1) Synchronous brushing

When returning a write-success status, the message has been written to disk. The specific process is that after the message is written into the PAGECACHE of the memory, the thread for flashing the disk is immediately notified to flush the disk, and then waits for the completion of the disk flushing. After the execution of the flushing thread is completed, the waiting thread is awakened, and the status of writing the message is returned successfully.

2) Asynchronous brushing

When the write success status is returned, the message may only be written into the PAGECACHE of the memory. The return of the write operation is fast and the throughput is large; when the amount of messages in the memory accumulates to a certain level, the write to disk action is uniformly triggered and written quickly.

3) Configuration

Whether to flush disk synchronously or asynchronously is set through the flushDiskType parameter in the Broker configuration file. This parameter is configured as one of SYNC_FLUSH and ASYNC_FLUSH.

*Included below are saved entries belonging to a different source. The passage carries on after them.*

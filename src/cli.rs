//! Command-line surface: `collector [--mode live|historical]
//! [--interval SECS] [--duration SECS] [--exchanges CSV]
//! [--parallel|--sequential]`.
//!
//! A flag-driven single command rather than a subcommand tree, since this
//! system has exactly two run modes.

use clap::{Parser, ValueEnum};

#[derive(Debug, Clone, Copy, PartialEq, Eq, ValueEnum)]
pub enum RunMode {
    Live,
    Historical,
}

#[derive(Parser, Debug)]
#[command(name = "collector", version, about = "Multi-exchange perpetual funding rate observatory")]
pub struct Cli {
    /// Which scheduler to run.
    #[arg(long, value_enum, default_value = "live")]
    pub mode: RunMode,

    /// Overrides `collection.tick_seconds` for this run.
    #[arg(long)]
    pub interval: Option<u64>,

    /// Stop after this many seconds (live mode) or treat as the backfill
    /// window in days (historical mode, overrides `historical.days`).
    #[arg(long)]
    pub duration: Option<u64>,

    /// Comma-separated venue names to restrict the registry to, e.g.
    /// "binance,okx,bybit". Defaults to every configured, enabled venue.
    #[arg(long, value_delimiter = ',')]
    pub exchanges: Vec<String>,

    /// Force parallel dispatch for this run, overriding `collection.mode`.
    #[arg(long, conflicts_with = "sequential")]
    pub parallel: bool,

    /// Force staggered sequential dispatch for this run, overriding
    /// `collection.mode`.
    #[arg(long, conflicts_with = "parallel")]
    pub sequential: bool,

    /// Path to the TOML configuration file.
    #[arg(long, default_value = "observatory.toml")]
    pub config: String,

    /// Port override for the query API's HTTP listener.
    #[arg(long)]
    pub port: Option<u16>,

    /// Skip starting the HTTP API alongside the scheduler.
    #[arg(long)]
    pub no_api: bool,
}

#[cfg(test)]
mod tests {
    use super::*;

    #[test]
    fn defaults_to_live_mode_with_empty_exchange_filter() {
        let cli = Cli::parse_from(["collector"]);
        assert_eq!(cli.mode, RunMode::Live);
        assert!(cli.exchanges.is_empty());
        assert!(!cli.parallel && !cli.sequential);
    }

    #[test]
    fn parses_historical_mode_with_duration_and_exchange_filter() {
        let cli = Cli::parse_from([
            "collector",
            "--mode",
            "historical",
            "--duration",
            "14",
            "--exchanges",
            "binance,okx",
        ]);
        assert_eq!(cli.mode, RunMode::Historical);
        assert_eq!(cli.duration, Some(14));
        assert_eq!(cli.exchanges, vec!["binance".to_string(), "okx".to_string()]);
    }

    #[test]
    fn parallel_and_sequential_flags_are_mutually_exclusive() {
        let result = Cli::try_parse_from(["collector", "--parallel", "--sequential"]);
        assert!(result.is_err());
    }
}
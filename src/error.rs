//! Error taxonomy for the observatory.
//!
//! Mirrors the error kinds a caller can distinguish: `CONFIG` and an
//! unrecoverable `STORAGE` failure are the only kinds that terminate the
//! process: everything else is contained at the adapter, cycle or request
//! level.

use uuid::Uuid;

#[derive(Debug, thiserror::Error)]
pub enum ObservatoryError {
    #[error("configuration error: {0}")]
    Config(String),

    #[error("rate limited, retry after {retry_after_secs}s")]
    RateLimited { retry_after_secs: u64 },

    #[error("upstream returned {status}: {body}")]
    Upstream4xx { status: u16, body: String },

    #[error("upstream 5xx/network error: {0}")]
    UpstreamRetryable(String),

    #[error("failed to parse venue payload: {0}")]
    Parse(String),

    #[error("storage error: {0}")]
    Storage(String),

    #[error("cache error: {0}")]
    Cache(String),

    #[error("operation cancelled")]
    Cancelled,

    #[error("validation error: {0}")]
    Validation(String),

    #[error("internal error (correlation_id={correlation_id})")]
    Internal {
        correlation_id: Uuid,
        #[source]
        source: anyhow::Error,
    },
}

impl ObservatoryError {
    /// The closed-taxonomy error `kind` string, as surfaced in the API
    /// error envelope.
    pub fn kind(&self) -> &'static str {
        match self {
            ObservatoryError::Config(_) => "CONFIG",
            ObservatoryError::RateLimited { .. } => "RATE_LIMITED",
            ObservatoryError::Upstream4xx { .. } => "UPSTREAM_4XX",
            ObservatoryError::UpstreamRetryable(_) => "UPSTREAM_5XX",
            ObservatoryError::Parse(_) => "PARSE",
            ObservatoryError::Storage(_) => "STORAGE",
            ObservatoryError::Cache(_) => "CACHE",
            ObservatoryError::Cancelled => "CANCELLED",
            ObservatoryError::Validation(_) => "VALIDATION",
            ObservatoryError::Internal { .. } => "INTERNAL",
        }
    }

    /// Whether the caller's request should be retried by the adapter itself.
    pub fn is_retryable(&self) -> bool {
        matches!(
            self,
            ObservatoryError::RateLimited { .. } | ObservatoryError::UpstreamRetryable(_)
        )
    }

    pub fn internal(source: impl Into<anyhow::Error>) -> Self {
        ObservatoryError::Internal {
            correlation_id: Uuid::new_v4(),
            source: source.into(),
        }
    }
}

pub type Result<T> = std::result::Result<T, ObservatoryError>;
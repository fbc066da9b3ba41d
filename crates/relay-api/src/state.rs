//! Application State
//!
//! Shared handles for the queue, the inbound guard and the status collaborator.

use relay_queue::DeliveryQueue;
use std::sync::Arc;

use crate::guard::ApiKeyGuard;
use crate::status::StatusUpdateHandler;

/// Application state shared across handlers
#[derive(Clone)]
pub struct AppState {
    queue: Arc<DeliveryQueue>,
    guard: ApiKeyGuard,
    status_handler: Arc<dyn StatusUpdateHandler>,
}

impl AppState {
    pub fn new(
        queue: Arc<DeliveryQueue>,
        guard: ApiKeyGuard,
        status_handler: Arc<dyn StatusUpdateHandler>,
    ) -> Self {
        Self {
            queue,
            guard,
            status_handler,
        }
    }

    /// Get the delivery queue (cloned Arc for sharing)
    pub fn queue(&self) -> Arc<DeliveryQueue> {
        self.queue.clone()
    }

    pub fn guard(&self) -> &ApiKeyGuard {
        &self.guard
    }

    pub fn status_handler(&self) -> Arc<dyn StatusUpdateHandler> {
        self.status_handler.clone()
    }
}
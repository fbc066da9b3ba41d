//! Queue storage trait and the JSON file backend

use async_trait::async_trait;
use std::fmt::Debug;
use std::path::{Path, PathBuf};
use tokio::sync::Mutex;

use crate::error::QueueError;
use crate::job::WebhookJob;

/// Stable storage for the ordered job list.
///
/// `save` always receives the complete queue and overwrites whatever was stored before.
#[async_trait]
pub trait QueueStore: Send + Sync + Debug {
    /// Backend name, for logs
    fn name(&self) -> &str;

    /// Read the persisted job list. A store that was never written returns an empty list.
    async fn load(&self) -> Result<Vec<WebhookJob>, QueueError>;

    /// Replace the persisted job list
    async fn save(&self, jobs: &[WebhookJob]) -> Result<(), QueueError>;
}

/// Single JSON document holding the whole queue.
///
/// Writes go to a sibling temp file which is then renamed over the target, so a
/// crash mid-write leaves the previous document intact.
#[derive(Debug)]
pub struct JsonFileStore {
    path: PathBuf,
    write_lock: Mutex<()>,
}

impl JsonFileStore {
    pub fn new(path: impl Into<PathBuf>) -> Self {
        Self {
            path: path.into(),
            write_lock: Mutex::new(()),
        }
    }

    pub fn path(&self) -> &Path {
        &self.path
    }

    fn temp_path(&self) -> PathBuf {
        let mut name = self
            .path
            .file_name()
            .map(|n| n.to_os_string())
            .unwrap_or_else(|| "queue.json".into());
        name.push(".tmp");
        self.path.with_file_name(name)
    }

    fn io_error(path: &Path, source: std::io::Error) -> QueueError {
        QueueError::Io {
            path: path.display().to_string(),
            source,
        }
    }
}

#[async_trait]
impl QueueStore for JsonFileStore {
    fn name(&self) -> &str {
        "json-file"
    }

    async fn load(&self) -> Result<Vec<WebhookJob>, QueueError> {
        let data = match tokio::fs::read(&self.path).await {
            Ok(data) => data,
            Err(e) if e.kind() == std::io::ErrorKind::NotFound => return Ok(Vec::new()),
            Err(e) => return Err(Self::io_error(&self.path, e)),
        };

        serde_json::from_slice(&data).map_err(|e| QueueError::Corrupt(e.to_string()))
    }

    async fn save(&self, jobs: &[WebhookJob]) -> Result<(), QueueError> {
        let json = serde_json::to_vec_pretty(jobs)?;
        let _guard = self.write_lock.lock().await;

        if let Some(parent) = self.path.parent().filter(|p| !p.as_os_str().is_empty()) {
            tokio::fs::create_dir_all(parent)
                .await
                .map_err(|e| Self::io_error(parent, e))?;
        }

        let tmp = self.temp_path();
        tokio::fs::write(&tmp, &json)
            .await
            .map_err(|e| Self::io_error(&tmp, e))?;
        tokio::fs::rename(&tmp, &self.path)
            .await
            .map_err(|e| Self::io_error(&self.path, e))?;

        tracing::trace!(path = %self.path.display(), jobs = jobs.len(), "Queue persisted");
        Ok(())
    }
}
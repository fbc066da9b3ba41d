//! API routes

use axum::{
    extract::{rejection::JsonRejection, State},
    http::StatusCode,
    middleware,
    routing::{get, post},
    Json, Router,
};
use relay_queue::JobId;
use serde::{Deserialize, Serialize};
use std::collections::HashMap;

use crate::error::{ApiError, ApiResult};
use crate::middleware::require_api_key;
use crate::state::AppState;
use crate::status::{StatusUpdate, StatusUpdateRequest};

/// Health check response
#[derive(Debug, Serialize)]
pub struct HealthResponse {
    pub status: String,
    pub version: String,
    pub timestamp: chrono::DateTime<chrono::Utc>,
    pub pending_jobs: usize,
    pub processing: bool,
}

pub async fn health(State(state): State<AppState>) -> Json<HealthResponse> {
    let queue = state.queue();
    Json(HealthResponse {
        status: "healthy".to_string(),
        version: env!("CARGO_PKG_VERSION").to_string(),
        timestamp: chrono::Utc::now(),
        pending_jobs: queue.len().await,
        processing: queue.is_processing(),
    })
}

#[derive(Debug, Serialize)]
pub struct StatusUpdateResponse {
    pub success: bool,
    pub message: String,
}

/// Receive a status update from an external receiver
pub async fn status_update(
    State(state): State<AppState>,
    body: Result<Json<StatusUpdateRequest>, JsonRejection>,
) -> ApiResult<Json<StatusUpdateResponse>> {
    let Json(request) = body?;
    let update = StatusUpdate::try_from(request)?;

    tracing::debug!(
        report_id = %update.report_id,
        status = %update.status,
        "Applying status update"
    );
    state.status_handler().apply(update).await?;

    Ok(Json(StatusUpdateResponse {
        success: true,
        message: "Status updated successfully".to_string(),
    }))
}

#[derive(Debug, Deserialize)]
pub struct EnqueueRequest {
    pub url: String,
    pub payload: serde_json::Value,
    #[serde(default)]
    pub headers: Option<HashMap<String, String>>,
}

#[derive(Debug, Serialize)]
pub struct EnqueueResponse {
    pub id: JobId,
}

/// Queue a webhook for background delivery
pub async fn enqueue_webhook(
    State(state): State<AppState>,
    body: Result<Json<EnqueueRequest>, JsonRejection>,
) -> ApiResult<(StatusCode, Json<EnqueueResponse>)> {
    let Json(request) = body?;

    let url = request.url.trim();
    if !(url.starts_with("http://") || url.starts_with("https://")) {
        return Err(ApiError::BadRequest("url must be an http(s) URL".to_string()));
    }

    let id = state
        .queue()
        .enqueue(url, request.payload, request.headers)
        .await;

    Ok((StatusCode::ACCEPTED, Json(EnqueueResponse { id })))
}

/// Build the API router. Everything except `/health` requires the shared secret.
pub fn api_router(state: AppState) -> Router {
    let guarded = Router::new()
        .route("/api/integrations/status-update", post(status_update))
        .route("/api/webhooks", post(enqueue_webhook))
        .route_layer(middleware::from_fn_with_state(
            state.guard().clone(),
            require_api_key,
        ));

    Router::new()
        .route("/health", get(health))
        .merge(guarded)
        .with_state(state)
}
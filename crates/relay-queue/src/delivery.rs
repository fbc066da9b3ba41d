//! Outbound transport for webhook jobs

use async_trait::async_trait;
use reqwest::header::{HeaderMap, HeaderName, HeaderValue, CONTENT_TYPE};
use reqwest::Client;
use std::time::Duration;
use tracing::debug;

use crate::error::DeliveryError;
use crate::job::WebhookJob;

/// Performs one delivery attempt for a job
#[async_trait]
pub trait Deliverer: Send + Sync {
    async fn deliver(&self, job: &WebhookJob) -> Result<(), DeliveryError>;
}

/// HTTP POST delivery with a bounded request timeout.
///
/// Any 2xx response counts as delivered.
#[derive(Debug, Clone)]
pub struct HttpDeliverer {
    client: Client,
    timeout: Duration,
}

impl HttpDeliverer {
    pub fn new(timeout: Duration) -> Result<Self, DeliveryError> {
        let client = Client::builder()
            .timeout(timeout)
            .user_agent(format!("relay/{}", env!("CARGO_PKG_VERSION")))
            .build()
            .map_err(|e| DeliveryError::Request(e.to_string()))?;

        Ok(Self { client, timeout })
    }

    /// Caller-supplied headers first, then the JSON content type on top.
    fn build_headers(job: &WebhookJob) -> Result<HeaderMap, DeliveryError> {
        let mut headers = HeaderMap::with_capacity(job.headers.len() + 1);
        for (name, value) in &job.headers {
            let name = HeaderName::from_bytes(name.as_bytes())
                .map_err(|_| DeliveryError::InvalidHeader(name.clone()))?;
            let value = HeaderValue::from_str(value)
                .map_err(|_| DeliveryError::InvalidHeader(name.to_string()))?;
            headers.insert(name, value);
        }
        headers.insert(CONTENT_TYPE, HeaderValue::from_static("application/json"));
        Ok(headers)
    }

    fn classify(&self, err: reqwest::Error) -> DeliveryError {
        if err.is_timeout() {
            DeliveryError::Timeout(self.timeout)
        } else if err.is_connect() {
            DeliveryError::Network(err.to_string())
        } else {
            DeliveryError::Request(err.to_string())
        }
    }
}

#[async_trait]
impl Deliverer for HttpDeliverer {
    async fn deliver(&self, job: &WebhookJob) -> Result<(), DeliveryError> {
        let headers = Self::build_headers(job)?;
        let body = serde_json::to_vec(&job.payload)
            .map_err(|e| DeliveryError::Request(e.to_string()))?;

        let response = self
            .client
            .post(&job.url)
            .headers(headers)
            .body(body)
            .send()
            .await
            .map_err(|e| self.classify(e))?;

        let status = response.status();
        debug!(
            job_id = %job.id,
            url = %job.url,
            status = status.as_u16(),
            "Webhook response received"
        );

        if status.is_success() {
            Ok(())
        } else {
            Err(DeliveryError::Status(status.as_u16()))
        }
    }
}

Message master-slave replication

If a Broker group has a Master and a Slave, messages need to be copied from the Master to the Slave, and there are two replication methods: synchronous and asynchronous.

1) Synchronous replication

The synchronous replication method is to wait for both Master and Slave to write successfully before feeding back the successful writing status to the client;

In the synchronous replication mode, if the Master fails, all the backup data on the Slave is easy to restore, but synchronous replication will increase the data writing delay and reduce the system throughput.

2) Asynchronous replication

The asynchronous replication method is that as long as the master writes successfully, it can feedback the write success status to the client.

In the asynchronous replication mode, the system has lower latency and higher throughput, but if the Master fails, some data may be lost because it has not been written to the Slave;

3) Configuration

Synchronous replication and asynchronous replication are set through the brokerRole parameter in the Broker configuration file. This parameter can be set to one of the three values of ASYNC_MASTER, SYNC_MASTER, and SLAVE.

4) Summary
insert image description here

In practical applications, it is necessary to combine the business scenarios and reasonably set the disk flushing mode and master-slave replication mode, especially the SYNC_FLUSH mode, which will significantly reduce performance due to frequent triggering of disk write actions.
Normally, the Master and Slave should be configured as ASYNC_FLUSH, and the master-slave should be configured as SYNC_MASTER, so that even if one machine fails, data will not be lost, which is a good choice.